%%
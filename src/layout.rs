//! # Slot Layout Computation
//!
//! This module computes the in-memory footprint of every composite value kind:
//! sizes, alignments, and member offsets. The results are declarative offset
//! tables consumed uniformly by the record and variant fields; nothing in the
//! crate relies on the host language's own struct layout for serialized data.
//!
//! ## Footprint rules
//!
//! | Kind        | Slot encoding                                            |
//! |-------------|----------------------------------------------------------|
//! | Leaf scalar | little-endian fixed width, alignment = width             |
//! | Record      | child slots at padded offsets, max child alignment       |
//! | Fixed array | item slots at stride `item_size`                         |
//! | Collection  | 16-byte heap handle `{offset: u64, len: u64}`            |
//! | Nullable    | presence byte, then the padded item slot                 |
//! | Variant     | payload area, then a 4-byte-aligned trailing `u32` tag   |
//! | Bitset      | `ceil(n/64)` little-endian u64 words                     |
//!
//! Every computed size is a multiple of the computed alignment so that arrays
//! of values can be addressed by stride without per-item padding.

/// Heap-handle slot size for variable-length kinds (vector, set, string).
pub const COLLECTION_SLOT_SIZE: usize = 16;
/// Heap-handle slot alignment.
pub const COLLECTION_SLOT_ALIGN: usize = 8;

/// Rounds `n` up to the next multiple of `align`. `align` must be a power of
/// two.
pub fn align_up(n: usize, align: usize) -> usize {
    debug_assert!(align.is_power_of_two());
    (n + align - 1) & !(align - 1)
}

/// Computed footprint of a record value.
#[derive(Debug, Clone, PartialEq, Eq)]
pub struct RecordLayout {
    /// Byte offset of each member slot, in declaration order.
    pub offsets: Vec<usize>,
    /// Total padded size; a multiple of `align`.
    pub size: usize,
    /// Maximum member alignment (1 for an empty record).
    pub align: usize,
}

/// Walks the member `(size, align)` pairs in declaration order, inserting
/// padding before each member so that its offset satisfies its alignment.
pub fn record_layout(members: &[(usize, usize)]) -> RecordLayout {
    let mut offsets = Vec::with_capacity(members.len());
    let mut offset = 0usize;
    let mut max_align = 1usize;

    for &(size, align) in members {
        offset = align_up(offset, align);
        offsets.push(offset);
        offset += size;
        max_align = max_align.max(align);
    }

    RecordLayout {
        offsets,
        size: align_up(offset, max_align),
        align: max_align,
    }
}

/// Computed footprint of a variant value.
///
/// The payload area starts at offset 0 and is large enough for the widest
/// arm. The 1-based discriminant is a `u32` stored after the payload at the
/// next 4-byte boundary; tag value 0 is reserved for "no active value". This
/// is the crate's own convention, pinned by tests, and deliberately not
/// derived from any host-language union representation.
#[derive(Debug, Clone, PartialEq, Eq)]
pub struct VariantLayout {
    /// Size of the payload area (maximum arm size).
    pub payload_size: usize,
    /// Byte offset of the `u32` tag.
    pub tag_offset: usize,
    /// Total padded size; a multiple of `align`.
    pub size: usize,
    /// `max(arm alignments, 4)`.
    pub align: usize,
}

pub fn variant_layout(arms: &[(usize, usize)]) -> VariantLayout {
    let payload_size = arms.iter().map(|&(size, _)| size).max().unwrap_or(0);
    let align = arms
        .iter()
        .map(|&(_, align)| align)
        .max()
        .unwrap_or(1)
        .max(4);
    let tag_offset = align_up(payload_size, 4);

    VariantLayout {
        payload_size,
        tag_offset,
        size: align_up(tag_offset + 4, align),
        align,
    }
}

/// Footprint of a nullable value: presence byte at offset 0, item slot at the
/// returned offset. Returns `(item_offset, size, align)`.
pub fn nullable_layout(item_size: usize, item_align: usize) -> (usize, usize, usize) {
    let item_offset = align_up(1, item_align);
    let align = item_align.max(1);
    (item_offset, align_up(item_offset + item_size, align), align)
}

/// Number of u64 words backing an `n`-bit bitset.
pub fn bitset_words(n_bits: usize) -> usize {
    n_bits.div_ceil(64)
}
%%
> _Aim of the task_
Every line must be copied exactly as it stands above.

> _Reply_
filename src/layout.rs
//! # Slot Layout Computation
//!
//! This module computes the in-memory footprint of every composite value kind:
//! sizes, alignments, and member offsets. The results are declarative offset
//! tables consumed uniformly by the record and variant fields; nothing in the
//! crate relies on the host language's own struct layout for serialized data.
//!
//! ## Footprint rules
//!
//! | Kind        | Slot encoding                                            |
//! |-------------|----------------------------------------------------------|
//! | Leaf scalar | little-endian fixed width, alignment = width             |
//! | Record      | child slots at padded offsets, max child alignment       |
//! | Fixed array | item slots at stride `item_size`                         |
//! | Collection  | 16-byte heap handle `{offset: u64, len: u64}`            |
//! | Nullable    | presence byte, then the padded item slot                 |
//! | Variant     | payload area, then a 4-byte-aligned trailing `u32` tag   |
//! | Bitset      | `ceil(n/64)` little-endian u64 words                     |
//!
//! Every computed size is a multiple of the computed alignment so that arrays
//! of values can be addressed by stride without per-item padding.

/// Heap-handle slot size for variable-length kinds (vector, set, string).
pub const COLLECTION_SLOT_SIZE: usize = 16;
/// Heap-handle slot alignment.
pub const COLLECTION_SLOT_ALIGN: usize = 8;

/// Rounds `n` up to the next multiple of `align`. `align` must be a power of
/// two.
pub fn align_up(n: usize, align: usize) -> usize {
    debug_assert!(align.is_power_of_two());
    (n + align - 1) & !(align - 1)
}

/// Computed footprint of a record value.
#[derive(Debug, Clone, PartialEq, Eq)]
pub struct RecordLayout {
    /// Byte offset of each member slot, in declaration order.
    pub offsets: Vec<usize>,
    /// Total padded size; a multiple of `align`.
    pub size: usize,
    /// Maximum member alignment (1 for an empty record).
    pub align: usize,
}

/// Walks the member `(size, align)` pairs in declaration order, inserting
/// padding before each member so that its offset satisfies its alignment.
pub fn record_layout(members: &[(usize, usize)]) -> RecordLayout {
    let mut offsets = Vec::with_capacity(members.len());
    let mut offset = 0usize;
    let mut max_align = 1usize;

    for &(size, align) in members {
        offset = align_up(offset, align);
        offsets.push(offset);
        offset += size;
        max_align = max_align.max(align);
    }

    RecordLayout {
        offsets,
        size: align_up(offset, max_align),
        align: max_align,
    }
}

/// Computed footprint of a variant value.
///
/// The payload area starts at offset 0 and is large enough for the widest
/// arm. The 1-based discriminant is a `u32` stored after the payload at the
/// next 4-byte boundary; tag value 0 is reserved for "no active value". This
/// is the crate's own convention, pinned by tests, and deliberately not
/// derived from any host-language union representation.
#[derive(Debug, Clone, PartialEq, Eq)]
pub struct VariantLayout {
    /// Size of the payload area (maximum arm size).
    pub payload_size: usize,
    /// Byte offset of the `u32` tag.
    pub tag_offset: usize,
    /// Total padded size; a multiple of `align`.
    pub size: usize,
    /// `max(arm alignments, 4)`.
    pub align: usize,
}

pub fn variant_layout(arms: &[(usize, usize)]) -> VariantLayout {
    let payload_size = arms.iter().map(|&(size, _)| size).max().unwrap_or(0);
    let align = arms
        .iter()
        .map(|&(_, align)| align)
        .max()
        .unwrap_or(1)
        .max(4);
    let tag_offset = align_up(payload_size, 4);

    VariantLayout {
        payload_size,
        tag_offset,
        size: align_up(tag_offset + 4, align),
        align,
    }
}

/// Footprint of a nullable value: presence byte at offset 0, item slot at the
/// returned offset. Returns `(item_offset, size, align)`.
pub fn nullable_layout(item_size: usize, item_align: usize) -> (usize, usize, usize) {
    let item_offset = align_up(1, item_align);
    let align = item_align.max(1);
    (item_offset, align_up(item_offset + item_size, align), align)
}

/// Number of u64 words backing an `n`-bit bitset.
pub fn bitset_words(n_bits: usize) -> usize {
    n_bits.div_ceil(64)
}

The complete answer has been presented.